- [What the exercise asks] Only one stretch of the data below is wanted: the lines from the one with "types for stevedore." through the one with "valid services found", repeated exactly.

*** Begin section ***

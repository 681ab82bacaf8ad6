//! Error types for stevedore.
//!
//! Each component owns a focused error enum; all of them fold into
//! [`StevedoreError`] so callers can use a single `Result` alias.

use std::path::PathBuf;
use thiserror::Error;

pub use crate::builder::BuildError;
pub use crate::cache::CacheError;
pub use crate::git::GitError;

/// Result type alias for stevedore operations.
pub type Result<T> = std::result::Result<T, StevedoreError>;

/// Main error type for stevedore.
#[derive(Error, Debug)]
pub enum StevedoreError {
    // Configuration errors
    #[error("Config file not found: {path:?}")]
    ConfigNotFound { path: PathBuf },

    #[error("Invalid configuration: {reason}")]
    InvalidConfig { reason: String },

    // Discovery errors
    #[error("Discovery failed for {path:?}: {reason}")]
    DiscoveryFailed { path: PathBuf, reason: String },

    #[error("Invalid image name '{name}': {reason}")]
    InvalidImageName { name: String, reason: String },

    #[error("No valid services found to build")]
    NoServices,

    // Component errors
    #[error(transparent)]
    Cache(#[from] CacheError),

    #[error(transparent)]
    Git(#[from] GitError),

    #[error(transparent)]
    Build(#[from] BuildError),

    // File system errors
    #[error("I/O error at {path:?}: {source}")]
    IoError {
        path: PathBuf,
        #[source]
        source: std::io::Error,
    },
}

impl StevedoreError {
    /// Wrap an I/O error with the path it occurred at.
    pub fn io(path: impl Into<PathBuf>, source: std::io::Error) -> Self {
        Self::IoError { path: path.into(), source }
    }
}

*** End section ***

- [Solution to this exercise]
//! Error types for stevedore.
//!
//! Each component owns a focused error enum; all of them fold into
//! [`StevedoreError`] so callers can use a single `Result` alias.

use std::path::PathBuf;
use thiserror::Error;

pub use crate::builder::BuildError;
pub use crate::cache::CacheError;
pub use crate::git::GitError;

/// Result type alias for stevedore operations.
pub type Result<T> = std::result::Result<T, StevedoreError>;

/// Main error type for stevedore.
#[derive(Error, Debug)]
pub enum StevedoreError {
    // Configuration errors
    #[error("Config file not found: {path:?}")]
    ConfigNotFound { path: PathBuf },

    #[error("Invalid configuration: {reason}")]
    InvalidConfig { reason: String },

    // Discovery errors
    #[error("Discovery failed for {path:?}: {reason}")]
    DiscoveryFailed { path: PathBuf, reason: String },

    #[error("Invalid image name '{name}': {reason}")]
    InvalidImageName { name: String, reason: String },

    #[error("No valid services found to build")]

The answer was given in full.